The temperature of the reaction vessel was controlled via a constant-temperature circulating water bath equipped with a thermostat-controlled heater. Kept at 37°C, the experiment was further monitored using a dissolved oxygen probe equipped with a thermistor (HACH LDO probe). This same probe’s primary use was to continuously monitor the dissolved oxygen (DO) content in the slurry. The pH was monitored using a Titroline Alpha pH–stat equipped with a single junction, gel-filled electrode (Fisher). The electrode was calibrated with standard NIST-traceable pH buffer solutions before the start of the experiment.
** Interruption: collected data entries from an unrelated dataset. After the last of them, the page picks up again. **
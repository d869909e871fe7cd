//! The 8-octet GTP-U v1 mandatory header, and the 4-octet PDU-Session-
//! Container extension header used when a message is QFI-tagged.

use crate::error::PfcpError;
use crate::ie::IeType;

use super::{
    EXT_HEADER_TYPE_PDU_SESSION_CONTAINER, FLAGS_BASE, FLAGS_WITH_EXTENSION,
    NO_MORE_EXTENSION_HEADERS,
};

pub const HEADER_LEN: usize = 8;

/// The mandatory GTP-U v1 header: flags, message type, payload length, and
/// TEID. `length` counts the bytes *after* this 8-octet header.
#[derive(Debug, Clone, Copy, PartialEq, Eq)]
pub struct GtpuHeader {
    pub flags: u8,
    pub message_type: u8,
    pub length: u16,
    pub teid: u32,
}

impl GtpuHeader {
    pub fn new(message_type: u8, teid: u32, has_extension: bool) -> Self {
        GtpuHeader {
            flags: if has_extension {
                FLAGS_WITH_EXTENSION
            } else {
                FLAGS_BASE
            },
            message_type,
            length: 0,
            teid,
        }
    }

    pub fn has_extension(&self) -> bool {
        self.flags & 0x04 != 0
    }

    pub fn marshal(&self) -> [u8; HEADER_LEN] {
        let mut out = [0u8; HEADER_LEN];
        out[0] = self.flags;
        out[1] = self.message_type;
        out[2..4].copy_from_slice(&self.length.to_be_bytes());
        out[4..8].copy_from_slice(&self.teid.to_be_bytes());
        out
    }

    pub fn parse(data: &[u8]) -> Result<Self, PfcpError> {
        if data.len() < HEADER_LEN {
            return Err(PfcpError::invalid_length(
                "GTP-U Header",
                IeType::Unknown,
                HEADER_LEN,
                data.len(),
            ));
        }
        Ok(GtpuHeader {
            flags: data[0],
            message_type: data[1],
            length: u16::from_be_bytes([data[2], data[3]]),
            teid: u32::from_be_bytes([data[4], data[5], data[6], data[7]]),
        })
    }
}

/// PDU-Session-Container extension header (3GPP TS 38.415), present only
/// when the base header's E flag is set. Always 4 octets: `len`,
/// `pdu_type`, `qfi`, and the next-extension-header-type sentinel.
#[derive(Debug, Clone, Copy, PartialEq, Eq)]
pub struct PduSessionContainer {
    pub pdu_type: u8,
    pub qfi: u8,
}

pub const PDU_SESSION_CONTAINER_LEN: usize = 4;

impl PduSessionContainer {
    pub fn marshal(&self) -> [u8; PDU_SESSION_CONTAINER_LEN] {
        [
            1,
            self.pdu_type,
            self.qfi,
            NO_MORE_EXTENSION_HEADERS,
        ]
    }

    pub fn parse(data: &[u8]) -> Result<Self, PfcpError> {
        if data.len() < PDU_SESSION_CONTAINER_LEN {
            return Err(PfcpError::invalid_length(
                "PDU Session Container",
                IeType::Unknown,
                PDU_SESSION_CONTAINER_LEN,
                data.len(),
            ));
        }
        if data[0] != 1 {
            return Err(PfcpError::invalid_value(
                "PDU Session Container",
                "len",
                "extension header length field must be 1 (4-byte unit)",
            ));
        }
        if data[3] != NO_MORE_EXTENSION_HEADERS {
            return Err(PfcpError::invalid_value(
                "PDU Session Container",
                "next_extension_header_type",
                "only a single PDU-session-container extension header is supported",
            ));
        }
        Ok(PduSessionContainer {
            pdu_type: data[1],
            qfi: data[2],
        })
    }
}

impl GtpuHeader {
    pub fn ext_header_type(&self) -> u8 {
        EXT_HEADER_TYPE_PDU_SESSION_CONTAINER
    }
}
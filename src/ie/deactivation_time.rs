//! Deactivation Time Information Element
//!
//! The Deactivation Time IE indicates the time when a rule or function
//! should be deactivated in the User Plane Function.
//! Per 3GPP TS 29.244 Section 8.2.122.

use crate::ie::{Ie, IeType};
use std::io;

/// Deactivation Time
///
/// Specifies a 3GPP NTP timestamp when a PDR, FAR, QER, URR, BAR, or MAR
/// should be deactivated in the UPF.
///
/// # 3GPP Reference
/// 3GPP TS 29.244 Section 8.2.122
///
/// # Structure
/// - 4 bytes: 3GPP NTP timestamp (u32, big-endian)
///   The timestamp follows 3GPP TS 23.012 format (seconds since Jan 1, 1900)
///
/// # Examples
///
/// ```
/// use pfcp_core::ie::deactivation_time::DeactivationTime;
///
/// // Create a deactivation time with timestamp 0x87654321
/// let deactivation = DeactivationTime::new(0x87654321);
/// assert_eq!(deactivation.timestamp(), 0x87654321);
///
/// // Marshal and unmarshal
/// let bytes = deactivation.marshal()?;
/// let parsed = DeactivationTime::unmarshal(&bytes)?;
/// assert_eq!(deactivation, parsed);
/// # Ok::<(), std::io::Error>(())
/// ```
#[derive(Debug, Clone, Copy, PartialEq, Eq, Hash)]
pub struct DeactivationTime {
    /// 3GPP NTP timestamp
    timestamp: u32,
}

impl DeactivationTime {
    /// Create a new Deactivation Time
    ///
    /// # Arguments
    /// * `timestamp` - 3GPP NTP timestamp value
    ///
    /// # Example
    /// ```
    /// use pfcp_core::ie::deactivation_time::DeactivationTime;
    ///
    /// let deactivation = DeactivationTime::new(0xCAFEBABE);
    /// assert_eq!(deactivation.timestamp(), 0xCAFEBABE);
    /// ```
    pub fn new(timestamp: u32) -> Self {
        DeactivationTime { timestamp }
    }

    /// Get the timestamp value
    ///
    /// # Example
    /// ```
    /// use pfcp_core::ie::deactivation_time::DeactivationTime;
    ///
    /// let deactivation = DeactivationTime::new(200);
    /// assert_eq!(deactivation.timestamp(), 200);
    /// ```
    pub fn timestamp(&self) -> u32 {
        self.timestamp
    }

    /// Marshal Deactivation Time to bytes
    ///
    /// # Returns
    /// 4-byte vector containing 3GPP NTP timestamp (big-endian)
    ///
    /// # Errors
    /// Returns error if serialization fails
    pub fn marshal(&self) -> Result<Vec<u8>, io::Error> {
        let mut buf = Vec::with_capacity(4);
        buf.extend_from_slice(&self.timestamp.to_be_bytes());
        Ok(buf)
    }

    /// Unmarshal Deactivation Time from bytes
    ///
    /// # Arguments
    /// * `data` - Byte slice containing timestamp data (must be at least 4 bytes)
    ///
    /// # Errors
    /// Returns error if data is too short
    ///
    /// # Example
    /// ```
    /// use pfcp_core::ie::deactivation_time::DeactivationTime;
    ///
    /// let deactivation = DeactivationTime::new(0x99887766);
    /// let bytes = deactivation.marshal()?;
    /// let parsed = DeactivationTime::unmarshal(&bytes)?;
    /// assert_eq!(deactivation, parsed);
    /// # Ok::<(), std::io::Error>(())
    /// ```
    pub fn unmarshal(data: &[u8]) -> Result<Self, io::Error> {
        if data.len() < 4 {
            return Err(io::Error::new(
                io::ErrorKind::UnexpectedEof,
                "Deactivation Time requires 4 bytes",
            ));
        }

        let bytes: [u8; 4] = data[0..4].try_into().unwrap();
        let timestamp = u32::from_be_bytes(bytes);

        Ok(DeactivationTime { timestamp })
    }

    /// Convert to generic IE
    ///
    /// # Example
    /// ```
    /// use pfcp_core::ie::deactivation_time::DeactivationTime;
    /// use pfcp_core::ie::IeType;
    ///
    /// let deactivation = DeactivationTime::new(0x00000000);
    /// let ie = deactivation.to_ie()?;
    /// assert_eq!(ie.ie_type, IeType::DeactivationTime);
    /// # Ok::<(), std::io::Error>(())
    /// ```
    pub fn to_ie(&self) -> Result<Ie, io::Error> {
        let data = self.marshal()?;
        Ok(Ie::new(IeType::DeactivationTime, data))
    }
}

#[cfg(test)]
mod tests {
    use super::*;

    #[test]
    fn test_deactivation_time_new() {
        let timestamp = 0x87654321;
        let dt = DeactivationTime::new(timestamp);
        assert_eq!(dt.timestamp(), timestamp);
    }

    #[test]
    fn test_deactivation_time_marshal_unmarshal() {
        let original = DeactivationTime::new(0xCAFEBABE);
        let bytes = original.marshal().unwrap();
        assert_eq!(bytes.len(), 4);

        let parsed = DeactivationTime::unmarshal(&bytes).unwrap();
        assert_eq!(original, parsed);
        assert_eq!(parsed.timestamp(), 0xCAFEBABE);
    }

    #[test]
    fn test_deactivation_time_marshal_zero() {
        let dt = DeactivationTime::new(0);
        let bytes = dt.marshal().unwrap();
        let parsed = DeactivationTime::unmarshal(&bytes).unwrap();

        assert_eq!(dt, parsed);
        assert_eq!(parsed.timestamp(), 0);
    }

    #[test]
    fn test_deactivation_time_marshal_max_value() {
        let dt = DeactivationTime::new(u32::MAX);
        let bytes = dt.marshal().unwrap();
        let parsed = DeactivationTime::unmarshal(&bytes).unwrap();

        assert_eq!(dt, parsed);
        assert_eq!(parsed.timestamp(), u32::MAX);
    }

    #[test]
    fn test_deactivation_time_unmarshal_short() {
        let data = vec![0x00, 0x00, 0x00]; // Only 3 bytes
        let result = DeactivationTime::unmarshal(&data);
        assert!(result.is_err());
    }

    #[test]
    fn test_deactivation_time_unmarshal_empty() {
        let data = vec![];
        let result = DeactivationTime::unmarshal(&data);
        assert!(result.is_err());
    }

    #[test]
    fn test_deactivation_time_to_ie() {
        let dt = DeactivationTime::new(0x11223344);
        let ie = dt.to_ie().unwrap();
        assert_eq!(ie.ie_type, IeType::DeactivationTime);
        assert_eq!(ie.payload.len(), 4);

        // Verify IE can be unmarshaled
        let parsed = DeactivationTime::unmarshal(&ie.payload).unwrap();
        assert_eq!(dt, parsed);
    }

    #[test]
    fn test_deactivation_time_round_trip_various() {
        let values = vec![1, 100, 1000, 100000, 1000000, 0xFFFFFFFF];
        for timestamp in values {
            let original = DeactivationTime::new(timestamp);
            let bytes = original.marshal().unwrap();
            let parsed = DeactivationTime::unmarshal(&bytes).unwrap();
            assert_eq!(original, parsed, "Failed for timestamp {}", timestamp);
        }
    }

    #[test]
    fn test_deactivation_time_byte_order() {
        // Verify big-endian encoding
        let dt = DeactivationTime::new(0x87654321);
        let bytes = dt.marshal().unwrap();
        assert_eq!(bytes, vec![0x87, 0x65, 0x43, 0x21]);
    }

    #[test]
    fn test_deactivation_time_clone() {
        let dt1 = DeactivationTime::new(0x11223344);
        let dt2 = dt1;
        assert_eq!(dt1, dt2);
    }

    #[test]
    fn test_deactivation_time_5g_rule_deactivation() {
        // Scenario: Schedule PDR deactivation
        let deactivation = DeactivationTime::new(0x5A5A5A5A);
        let bytes = deactivation.marshal().unwrap();
        let parsed = DeactivationTime::unmarshal(&bytes).unwrap();

        assert_eq!(parsed.timestamp(), 0x5A5A5A5A);
        assert_eq!(deactivation, parsed);
    }

    #[test]
    fn test_deactivation_time_scheduled_deprovisioning() {
        // Scenario: Time-based rule deprovisioning
        let deactivation = DeactivationTime::new(0x99887766);
        let bytes = deactivation.marshal().unwrap();
        let parsed = DeactivationTime::unmarshal(&bytes).unwrap();

        assert_eq!(parsed, deactivation);
    }
}
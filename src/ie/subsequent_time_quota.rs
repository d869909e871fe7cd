//! Subsequent Time Quota Information Element.
//!
//! Per 3GPP TS 29.244 Section 8.2.61, contains the subsequent time quota
//! in seconds for usage reporting after the initial quota is exhausted.

use crate::error::PfcpError;
use crate::ie::{Ie, IeType};

#[derive(Debug, Clone, Copy, PartialEq, Eq)]
pub struct SubsequentTimeQuota {
    pub value: u32,
}

impl SubsequentTimeQuota {
    pub fn new(value: u32) -> Self {
        Self { value }
    }

    pub fn marshal(&self) -> [u8; 4] {
        self.value.to_be_bytes()
    }

    pub fn unmarshal(data: &[u8]) -> Result<Self, PfcpError> {
        if data.len() < 4 {
            return Err(PfcpError::invalid_length(
                "Subsequent Time Quota",
                IeType::SubsequentTimeQuota,
                4,
                data.len(),
            ));
        }
        Ok(Self {
            value: u32::from_be_bytes(data[0..4].try_into().unwrap()),
        })
    }

    pub fn to_ie(&self) -> Ie {
        Ie::new(IeType::SubsequentTimeQuota, self.marshal().to_vec())
    }
}

#[cfg(test)]
mod tests {
    use super::*;

    #[test]
    fn test_marshal_unmarshal() {
        let ie = SubsequentTimeQuota::new(7200);
        let data = ie.marshal();
        let parsed = SubsequentTimeQuota::unmarshal(&data).unwrap();
        assert_eq!(parsed, ie);
    }

    #[test]
    fn test_round_trip_values() {
        for &v in &[0, 1, 60, 3600, 86400, u32::MAX] {
            let ie = SubsequentTimeQuota::new(v);
            let parsed = SubsequentTimeQuota::unmarshal(&ie.marshal()).unwrap();
            assert_eq!(parsed, ie);
        }
    }

    #[test]
    fn test_unmarshal_short() {
        assert!(matches!(
            SubsequentTimeQuota::unmarshal(&[0; 3]),
            Err(PfcpError::InvalidLength { .. })
        ));
    }

    #[test]
    fn test_unmarshal_empty() {
        assert!(matches!(
            SubsequentTimeQuota::unmarshal(&[]),
            Err(PfcpError::InvalidLength { .. })
        ));
    }

    #[test]
    fn test_to_ie() {
        assert_eq!(
            SubsequentTimeQuota::new(60).to_ie().ie_type,
            IeType::SubsequentTimeQuota
        );
    }

    #[test]
    fn test_byte_order() {
        assert_eq!(
            SubsequentTimeQuota::new(0x12345678).marshal(),
            [0x12, 0x34, 0x56, 0x78]
        );
    }
}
In order to evaluate the effect of SLF on the oxidative dissolution rate of the pyrite, separate replicate batch experiments were conducted with deionized (DI) water and SLF. In both experiments, molecular oxygen was the oxidant (some ferric iron is likely to have formed in the system, but at the pH of the experiments (7.4) very little dissolved ferric iron is expected to be present). The vessel was charged at the start of each experiment with 170 mL of the desired liquid (DI water or SLF), which was allowed to warm to 37°C and reach a pH of 7.4 before the pyrite was added (~1 h). The DO content was also allowed to stabilize at ~6.5 mg/L, which represents saturation at the temperature of the experiments. Although considered a high dose, a pyrite loading of 0.004 m2/mL was used for each experiment (353 mg/170 mL) allowing for comparison with previous work. The reaction vessel was covered with aluminum foil throughout the experiment to block out the effect of light on pyrite oxidative dissolution, which has been shown to increase the oxidative dissolution rate (Schoonen et al. 2000). Samples were taken over the course of the experiment for iron, sulfate and hydrogen peroxide analyses.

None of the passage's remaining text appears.